┏━━

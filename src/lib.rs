/// alertroute - routes monitor alerts to email or Splunk.
///
/// Each alert is classified by day type, looked up in a static routing table,
/// and delivered through the matching channel.
pub mod app;
pub mod cli;
pub mod config;
pub mod core;
pub mod error;
pub mod handler;
pub mod internal_metrics;
pub mod logging;
pub mod notification;
pub mod routing;
pub mod schedule;
pub mod server;
pub mod template;

// Re-export core types for convenience
pub use crate::core::*;
pub use crate::error::{AlertError, DeliveryError, RoutingError, TemplateError};
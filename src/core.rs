//! Core domain types and service traits for alertroute
//!
//! This module defines the fundamental data structures and trait contracts
//! that govern how the alert handler talks to its collaborators.

use crate::error::{DeliveryError, TemplateError};
use async_trait::async_trait;
use chrono::{DateTime, FixedOffset};
use serde::{Deserialize, Serialize};
use std::collections::HashMap;
use std::fmt;

/// An incoming alert as posted by a monitor.
#[derive(Debug, Clone, Serialize, Deserialize, PartialEq, Eq, Default)]
pub struct AlertPayload {
    /// Human-readable error text
    pub error: String,
    /// Numeric error code reported by the monitor
    pub error_code: i64,
    /// Tag identifying the originating monitor (e.g., "disk", "latency")
    pub monitor_type: String,
}

/// Weekday or weekend classification of a point in time.
#[derive(Debug, Clone, Copy, Serialize, Deserialize, PartialEq, Eq, Hash)]
#[serde(rename_all = "lowercase")]
pub enum DayType {
    Weekday,
    Weekend,
}

impl DayType {
    pub fn as_str(&self) -> &'static str {
        match self {
            DayType::Weekday => "weekday",
            DayType::Weekend => "weekend",
        }
    }
}

impl fmt::Display for DayType {
    fn fmt(&self, f: &mut fmt::Formatter<'_>) -> fmt::Result {
        f.write_str(self.as_str())
    }
}

/// The delivery channel a routing entry points at.
///
/// Unknown values are kept as `Other` so that a table naming a channel this
/// service cannot deliver to still loads; such alerts are rejected per request.
#[derive(Debug, Clone, Serialize, Deserialize, PartialEq, Eq, Hash)]
#[serde(from = "String", into = "String")]
pub enum Destination {
    Email,
    Splunk,
    Other(String),
}

impl Destination {
    pub fn as_str(&self) -> &str {
        match self {
            Destination::Email => "email",
            Destination::Splunk => "splunk",
            Destination::Other(name) => name,
        }
    }

    /// Returns true when the entry carries no destination at all.
    pub fn is_blank(&self) -> bool {
        matches!(self, Destination::Other(name) if name.trim().is_empty())
    }
}

impl From<String> for Destination {
    fn from(value: String) -> Self {
        match value.as_str() {
            "email" => Destination::Email,
            "splunk" => Destination::Splunk,
            _ => Destination::Other(value),
        }
    }
}

impl From<Destination> for String {
    fn from(value: Destination) -> Self {
        value.as_str().to_string()
    }
}

impl fmt::Display for Destination {
    fn fmt(&self, f: &mut fmt::Formatter<'_>) -> fmt::Result {
        f.write_str(self.as_str())
    }
}

/// Per-request values available to the email template.
#[derive(Debug, Clone, PartialEq, Eq)]
pub struct AlertContext {
    pub error: String,
    pub error_code: i64,
    pub monitor_type: String,
    pub daytype: DayType,
    /// ISO 8601 timestamp of when the alert was handled
    pub timestamp: String,
}

impl AlertContext {
    pub fn new(payload: &AlertPayload, daytype: DayType, now: DateTime<FixedOffset>) -> Self {
        Self {
            error: payload.error.clone(),
            error_code: payload.error_code,
            monitor_type: payload.monitor_type.clone(),
            daytype,
            timestamp: now.to_rfc3339(),
        }
    }

    /// Flattens the context into the string mapping consumed by templates.
    pub fn to_vars(&self) -> HashMap<String, String> {
        HashMap::from([
            ("error".to_string(), self.error.clone()),
            ("error_code".to_string(), self.error_code.to_string()),
            ("monitor_type".to_string(), self.monitor_type.clone()),
            ("daytype".to_string(), self.daytype.to_string()),
            ("timestamp".to_string(), self.timestamp.clone()),
        ])
    }
}

/// The successful outcome of handling one alert.
#[derive(Debug, Clone, Serialize, Deserialize, PartialEq, Eq)]
pub struct AlertReceipt {
    pub status: String,
    pub destination: Destination,
}

impl AlertReceipt {
    pub fn processed(destination: Destination) -> Self {
        Self {
            status: "processed".to_string(),
            destination,
        }
    }
}

// =============================================================================
// Service Traits
// =============================================================================

/// Source of the current time, used to classify the day type.
pub trait Clock: Send + Sync {
    fn now(&self) -> DateTime<FixedOffset>;
}

/// Renders the email body for an alert.
#[async_trait]
pub trait TemplateRenderer: Send + Sync {
    /// Renders the template against the given variables.
    ///
    /// # Returns
    /// * `Err(TemplateError)` if the template source cannot be read
    async fn render(&self, vars: &HashMap<String, String>) -> Result<String, TemplateError>;
}

/// Delivers plain-text notifications by email.
#[async_trait]
pub trait EmailSender: Send + Sync {
    /// Sends a single message to the configured recipient.
    ///
    /// # Returns
    /// * `Ok(())` once the relay accepted the message
    /// * `Err(DeliveryError::Email)` on any transport failure
    async fn send_email(&self, subject: &str, body: &str) -> Result<(), DeliveryError>;
}

/// Delivers alert events to the log-aggregation platform.
#[async_trait]
pub trait EventSender: Send + Sync {
    /// Posts the full alert payload as a single event.
    async fn send_event(&self, payload: &AlertPayload) -> Result<(), DeliveryError>;
}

┗━━

### Action item:
Copy out all lines of the listing where the word "Renders" appears.

### Solution to the exercise:
/// Renders the email body for an alert.
    /// Renders the template against the given variables.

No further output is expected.